Data records
☆ ☆ ☆ ☆ ☆ ☆ ☆

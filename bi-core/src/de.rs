//! Lenient field decoding for analytics payloads.
//!
//! The backend is a pandas-driven service: numbers occasionally arrive as
//! strings, labels may be numeric, and arrays can be `null`. Everything here
//! degrades to "missing" instead of failing the whole response.

use serde::de::DeserializeOwned;
use serde::{Deserialize, Deserializer};
use serde_json::Value;
use std::collections::BTreeMap;

/// Finite number from a JSON number or numeric string.
pub fn number(value: &Value) -> Option<f64> {
    let n = match value {
        Value::Number(n) => n.as_f64(),
        Value::String(s) => s.trim().parse::<f64>().ok(),
        _ => None,
    };
    n.filter(|v| v.is_finite())
}

/// Label text from a JSON string or number ("12" and 12 both give "12").
pub fn label(value: &Value) -> Option<String> {
    match value {
        Value::String(s) => Some(s.clone()),
        Value::Number(n) => match n.as_i64() {
            Some(i) => Some(i.to_string()),
            None => n.as_f64().map(|f| f.to_string()),
        },
        Value::Bool(b) => Some(b.to_string()),
        _ => None,
    }
}

/// First key of `keys` present on `obj` with a numeric value.
pub fn pick_number(obj: &Value, keys: &[&str]) -> Option<f64> {
    keys.iter().find_map(|k| obj.get(*k).and_then(number))
}

/// First key of `keys` present on `obj` with a label-like value.
pub fn pick_label(obj: &Value, keys: &[&str]) -> Option<String> {
    keys.iter().find_map(|k| obj.get(*k).and_then(label))
}

fn number_list(value: &Value) -> Vec<f64> {
    match value {
        Value::Array(items) => items.iter().map(|v| number(v).unwrap_or(0.0)).collect(),
        _ => Vec::new(),
    }
}

/// Serde-compatible deserializers for use with `#[serde(deserialize_with = "de::...")]`.
pub mod serde_fields {
    use super::*;

    /// 4.2 → Some(4.2), "4.2" → Some(4.2), null / "" / "n/a" → None
    pub fn opt_f64<'de, D>(deserializer: D) -> Result<Option<f64>, D::Error>
    where
        D: Deserializer<'de>,
    {
        let value = Value::deserialize(deserializer)?;
        Ok(number(&value))
    }

    /// Like [`opt_f64`] but missing values become 0.
    pub fn f64_or_zero<'de, D>(deserializer: D) -> Result<f64, D::Error>
    where
        D: Deserializer<'de>,
    {
        let value = Value::deserialize(deserializer)?;
        Ok(number(&value).unwrap_or(0.0))
    }

    /// "Rating" → Some("Rating"), 3 → Some("3"), null → None
    pub fn opt_label<'de, D>(deserializer: D) -> Result<Option<String>, D::Error>
    where
        D: Deserializer<'de>,
    {
        let value = Value::deserialize(deserializer)?;
        Ok(label(&value))
    }

    /// Single label; missing or non-label values become "".
    pub fn labels_one<'de, D>(deserializer: D) -> Result<String, D::Error>
    where
        D: Deserializer<'de>,
    {
        let value = Value::deserialize(deserializer)?;
        Ok(label(&value).unwrap_or_default())
    }

    /// Array of records; entries that fail to decode are skipped and a
    /// non-array value yields an empty list.
    pub fn list<'de, D, T>(deserializer: D) -> Result<Vec<T>, D::Error>
    where
        D: Deserializer<'de>,
        T: DeserializeOwned,
    {
        let value = Value::deserialize(deserializer)?;
        Ok(match value {
            Value::Array(items) => items
                .into_iter()
                .filter_map(|v| serde_json::from_value(v).ok())
                .collect(),
            _ => Vec::new(),
        })
    }

    /// Array of strings or numbers; non-label entries become "".
    pub fn labels<'de, D>(deserializer: D) -> Result<Vec<String>, D::Error>
    where
        D: Deserializer<'de>,
    {
        let value = Value::deserialize(deserializer)?;
        Ok(match value {
            Value::Array(items) => items.iter().map(|v| label(v).unwrap_or_default()).collect(),
            _ => Vec::new(),
        })
    }

    /// Array of numbers; non-numeric entries become 0.
    pub fn numbers<'de, D>(deserializer: D) -> Result<Vec<f64>, D::Error>
    where
        D: Deserializer<'de>,
    {
        let value = Value::deserialize(deserializer)?;
        Ok(number_list(&value))
    }

    /// Array of numeric arrays; a non-array row becomes an empty row.
    pub fn matrix<'de, D>(deserializer: D) -> Result<Vec<Vec<f64>>, D::Error>
    where
        D: Deserializer<'de>,
    {
        let value = Value::deserialize(deserializer)?;
        Ok(match value {
            Value::Array(rows) => rows.iter().map(number_list).collect(),
            _ => Vec::new(),
        })
    }

    /// Object of named numeric arrays (`{"High": [..], "Low": [..]}`).
    pub fn series_map<'de, D>(deserializer: D) -> Result<BTreeMap<String, Vec<f64>>, D::Error>
    where
        D: Deserializer<'de>,
    {
        let value = Value::deserialize(deserializer)?;
        Ok(match value {
            Value::Object(map) => map.iter().map(|(k, v)| (k.clone(), number_list(v))).collect(),
            _ => BTreeMap::new(),
        })
    }

    /// Array of strings, dropping anything that is not text.
    pub fn strings<'de, D>(deserializer: D) -> Result<Vec<String>, D::Error>
    where
        D: Deserializer<'de>,
    {
        let value = Value::deserialize(deserializer)?;
        Ok(match value {
            Value::Array(items) => items
                .into_iter()
                .filter_map(|v| match v {
                    Value::String(s) => Some(s),
                    _ => None,
                })
                .collect(),
            _ => Vec::new(),
        })
    }

    /// true / "true" / 1 → true, anything else → false
    pub fn loose_bool<'de, D>(deserializer: D) -> Result<bool, D::Error>
    where
        D: Deserializer<'de>,
    {
        let value = Value::deserialize(deserializer)?;
        Ok(match value {
            Value::Bool(b) => b,
            Value::String(s) => s.eq_ignore_ascii_case("true"),
            Value::Number(n) => n.as_f64().map(|f| f != 0.0).unwrap_or(false),
            _ => false,
        })
    }
}

#[cfg(test)]
mod tests {
    use super::*;
    use serde_json::json;

    #[test]
    fn number_accepts_numeric_strings_and_rejects_junk() {
        assert_eq!(number(&json!(4.5)), Some(4.5));
        assert_eq!(number(&json!(" 12 ")), Some(12.0));
        assert_eq!(number(&json!("n/a")), None);
        assert_eq!(number(&json!(null)), None);
        assert_eq!(number(&json!([1])), None);
    }

    #[test]
    fn label_renders_integers_without_fraction() {
        assert_eq!(label(&json!(132_584)), Some("132584".to_string()));
        assert_eq!(label(&json!(22.5)), Some("22.5".to_string()));
        assert_eq!(label(&json!("Low")), Some("Low".to_string()));
        assert_eq!(label(&json!(null)), None);
    }

    #[test]
    fn pick_prefers_first_present_key() {
        let obj = json!({"name": "Tacos", "Rating_Count": "17", "count": 3});
        assert_eq!(pick_label(&obj, &["Name", "name"]), Some("Tacos".to_string()));
        assert_eq!(pick_number(&obj, &["Rating_Count", "count"]), Some(17.0));
        assert_eq!(pick_number(&obj, &["missing"]), None);
    }
}
pub const PALETTE: [&str; 10] = [
    "#1ABC9C", "#2E86C1", "#9B59B6", "#F39C12", "#E74C3C", "#27AE60", "#8E44AD", "#FFC000",
    "#16A085", "#D35400",
];

/// Softer set used by the investment donut and price stacks.
pub const PASTEL: [&str; 5] = ["#60a5fa", "#34d399", "#f59e0b", "#06b6d4", "#a78bfa"];

/// Palette colour `i`, wrapping around.
pub fn color(i: usize) -> &'static str {
    PALETTE[i % PALETTE.len()]
}

pub fn pastel(i: usize) -> &'static str {
    PASTEL[i % PASTEL.len()]
}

☆ ☆ ☆ ☆ ☆ ☆ ☆

ACTIVITY — Look through the entries above, find each line containing "that", and copy it.

WRITTEN RESPONSE —
    /// Array of records; entries that fail to decode are skipped and a
    /// Array of strings, dropping anything that is not text.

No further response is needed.